-- Opening Marker --
// crates/watchkeeper-core/tests/policy.rs
// ============================================================================
// Module: Standing Orders Unit Tests
// Description: Decision-order and guard tests for the policy engine.
// Purpose: Validate first-hit-wins ordering, pattern matching, rate windows,
//          and confirmation reporting.
// ============================================================================

//! ## Overview
//! Unit tests for the pure policy evaluation:
//! - Deny-before-allow ordering and wildcard patterns
//! - Foreground and speech-confidence guards
//! - Rolling rate limits at the window boundary
//! - Confirmation guards and their satisfaction flag

#![allow(
    clippy::panic,
    clippy::unwrap_used,
    clippy::expect_used,
    clippy::panic_in_result_fn,
    clippy::unwrap_in_result,
    reason = "Test-only assertions and helpers are permitted."
)]

use watchkeeper_core::ConditionRules;
use watchkeeper_core::PolicyRequest;
use watchkeeper_core::PolicyVerdict;
use watchkeeper_core::RateLimit;
use watchkeeper_core::ReasonCode;
use watchkeeper_core::SafetyClass;
use watchkeeper_core::StandingOrders;
use watchkeeper_core::ToolGuard;
use watchkeeper_core::ToolName;
use watchkeeper_core::ToolPattern;
use watchkeeper_core::UtcMillis;
use watchkeeper_core::WatchCondition;
use watchkeeper_core::evaluate;

// ============================================================================
// SECTION: Helpers
// ============================================================================

fn orders_with(condition: &str, allow: &[&str], deny: &[&str]) -> StandingOrders {
    let mut orders = StandingOrders::default();
    orders.conditions.insert(condition.to_string(), ConditionRules {
        allow: allow.iter().map(|raw| ToolPattern::parse(raw).expect("allow pattern")).collect(),
        deny: deny.iter().map(|raw| ToolPattern::parse(raw).expect("deny pattern")).collect(),
    });
    orders
}

fn guard(safety_class: SafetyClass) -> ToolGuard {
    ToolGuard {
        safety_class,
        foreground_process_required: None,
        min_stt_confidence: None,
        requires_confirmation: false,
        rate_limit: None,
        confirm_window_ms: None,
    }
}

fn request<'a>(tool: &'a ToolName, recent: &'a [UtcMillis]) -> PolicyRequest<'a> {
    PolicyRequest {
        condition: WatchCondition::Standby,
        tool,
        foreground: None,
        stt_confidence: None,
        recent_invocations: recent,
        now: UtcMillis::from_unix_millis(1_700_000_000_000),
        confirm_satisfied: false,
    }
}

// ============================================================================
// SECTION: Pattern Tests
// ============================================================================

#[test]
fn wildcard_matches_namespace_members_only() {
    let pattern = ToolPattern::parse("twitch.*").expect("pattern");
    assert!(pattern.matches(&ToolName::new("twitch.send_chat")));
    assert!(!pattern.matches(&ToolName::new("twitch")));
    assert!(!pattern.matches(&ToolName::new("twitchy.send")));
}

#[test]
fn non_trailing_wildcards_are_rejected() {
    assert!(ToolPattern::parse("*.send").is_err());
    assert!(ToolPattern::parse("tw*tch.send").is_err());
    assert!(ToolPattern::parse(".*").is_err());
    assert!(ToolPattern::parse("").is_err());
}

// ============================================================================
// SECTION: Decision Order Tests
// ============================================================================

#[test]
fn explicit_deny_wins_over_allow() {
    let orders = orders_with("STANDBY", &["twitch.*"], &["twitch.*"]);
    let tool = ToolName::new("twitch.send_chat");
    let verdict = evaluate(&orders, &request(&tool, &[]));
    assert_eq!(verdict, PolicyVerdict::Deny {
        reason: ReasonCode::DenyExplicitlyDenied,
    });
}

#[test]
fn missing_allow_denies_in_condition() {
    let orders = orders_with("STANDBY", &["lights.*"], &[]);
    let tool = ToolName::new("twitch.send_chat");
    let verdict = evaluate(&orders, &request(&tool, &[]));
    assert_eq!(verdict, PolicyVerdict::Deny {
        reason: ReasonCode::DenyNotAllowedInCondition,
    });
}

#[test]
fn unknown_condition_denies_everything() {
    let orders = orders_with("GAME", &["lights.*"], &[]);
    let tool = ToolName::new("lights.scene");
    let verdict = evaluate(&orders, &request(&tool, &[]));
    assert_eq!(verdict, PolicyVerdict::Deny {
        reason: ReasonCode::DenyNotAllowedInCondition,
    });
}

#[test]
fn foreground_guard_denies_on_mismatch() {
    let mut orders = orders_with("STANDBY", &["input.*"], &[]);
    let mut input_guard = guard(SafetyClass::HighRisk);
    input_guard.foreground_process_required = Some(vec!["EliteDangerous64.exe".to_string()]);
    orders.guards.insert("input.keypress".to_string(), input_guard);

    let tool = ToolName::new("input.keypress");
    let mut req = request(&tool, &[]);
    req.foreground = Some("notepad.exe");
    assert_eq!(evaluate(&orders, &req), PolicyVerdict::Deny {
        reason: ReasonCode::DenyForegroundMismatch,
    });

    req.foreground = Some("elitedangerous64.exe");
    assert_eq!(evaluate(&orders, &req), PolicyVerdict::Allow);
}

#[test]
fn low_confidence_denies_when_guarded() {
    let mut orders = orders_with("STANDBY", &["media.*"], &[]);
    let mut media_guard = guard(SafetyClass::LowRisk);
    media_guard.min_stt_confidence = Some(0.7);
    orders.guards.insert("media.key".to_string(), media_guard);

    let tool = ToolName::new("media.key");
    let mut req = request(&tool, &[]);
    req.stt_confidence = Some(0.5);
    assert_eq!(evaluate(&orders, &req), PolicyVerdict::Deny {
        reason: ReasonCode::DenyLowSttConfidence,
    });

    req.stt_confidence = None;
    assert_eq!(evaluate(&orders, &req), PolicyVerdict::Deny {
        reason: ReasonCode::DenyLowSttConfidence,
    });

    req.stt_confidence = Some(0.7);
    assert_eq!(evaluate(&orders, &req), PolicyVerdict::Allow);
}

// ============================================================================
// SECTION: Rate Limit Tests
// ============================================================================

#[test]
fn fourth_call_in_window_is_rate_limited() {
    let mut orders = orders_with("STANDBY", &["lights.*"], &[]);
    let mut lights_guard = guard(SafetyClass::LowRisk);
    lights_guard.rate_limit = Some(RateLimit {
        window_sec: 60,
        max_count: 3,
    });
    orders.guards.insert("lights.scene".to_string(), lights_guard);

    let tool = ToolName::new("lights.scene");
    let now = 1_700_000_000_000_i64;
    let recent = [
        UtcMillis::from_unix_millis(now - 50_000),
        UtcMillis::from_unix_millis(now - 30_000),
        UtcMillis::from_unix_millis(now - 10_000),
    ];
    let mut req = request(&tool, &recent);
    req.now = UtcMillis::from_unix_millis(now);
    assert_eq!(evaluate(&orders, &req), PolicyVerdict::Deny {
        reason: ReasonCode::DenyRateLimit,
    });

    // Just past the window boundary the oldest invocation ages out.
    let recent = [
        UtcMillis::from_unix_millis(now - 60_001),
        UtcMillis::from_unix_millis(now - 30_000),
        UtcMillis::from_unix_millis(now - 10_000),
    ];
    let mut req = request(&tool, &recent);
    req.now = UtcMillis::from_unix_millis(now);
    assert_eq!(evaluate(&orders, &req), PolicyVerdict::Allow);
}

// ============================================================================
// SECTION: Confirmation Tests
// ============================================================================

#[test]
fn confirmation_guard_reports_window_until_satisfied() {
    let mut orders = orders_with("STANDBY", &["input.*"], &[]);
    let mut input_guard = guard(SafetyClass::HighRisk);
    input_guard.requires_confirmation = true;
    input_guard.confirm_window_ms = Some(5_000);
    orders.guards.insert("input.keypress".to_string(), input_guard);

    let tool = ToolName::new("input.keypress");
    let mut req = request(&tool, &[]);
    assert_eq!(evaluate(&orders, &req), PolicyVerdict::NeedsConfirmation {
        window_ms: 5_000,
    });

    req.confirm_satisfied = true;
    assert_eq!(evaluate(&orders, &req), PolicyVerdict::Allow);
}

#[test]
fn document_validation_rejects_bad_guards() {
    let raw = r#"{
        "conditions": { "GAME": { "allow": ["lights.*"], "deny": [] } },
        "guards": {
            "lights.scene": { "safety_class": "low_risk", "min_stt_confidence": 1.5 }
        }
    }"#;
    assert!(StandingOrders::from_json(raw).is_err());

    let raw = r#"{
        "guards": {
            "lights.scene": {
                "safety_class": "low_risk",
                "rate_limit": { "window_sec": 0, "max_count": 3 }
            }
        }
    }"#;
    assert!(StandingOrders::from_json(raw).is_err());
}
-- Closing Marker --
◆ WORK REQUEST ◆
Those lines of the records that contain the string "ToolName" should be identified and copied.

◆ SOLUTION FOR THIS EXERCISE ◆
use watchkeeper_core::ToolName;
fn request<'a>(tool: &'a ToolName, recent: &'a [UtcMillis]) -> PolicyRequest<'a> {
    assert!(pattern.matches(&ToolName::new("twitch.send_chat")));
    assert!(!pattern.matches(&ToolName::new("twitch")));
    assert!(!pattern.matches(&ToolName::new("twitchy.send")));
    let tool = ToolName::new("twitch.send_chat");
    let tool = ToolName::new("twitch.send_chat");
    let tool = ToolName::new("lights.scene");
    let tool = ToolName::new("input.keypress");
    let tool = ToolName::new("media.key");
    let tool = ToolName::new("lights.scene");
    let tool = ToolName::new("input.keypress");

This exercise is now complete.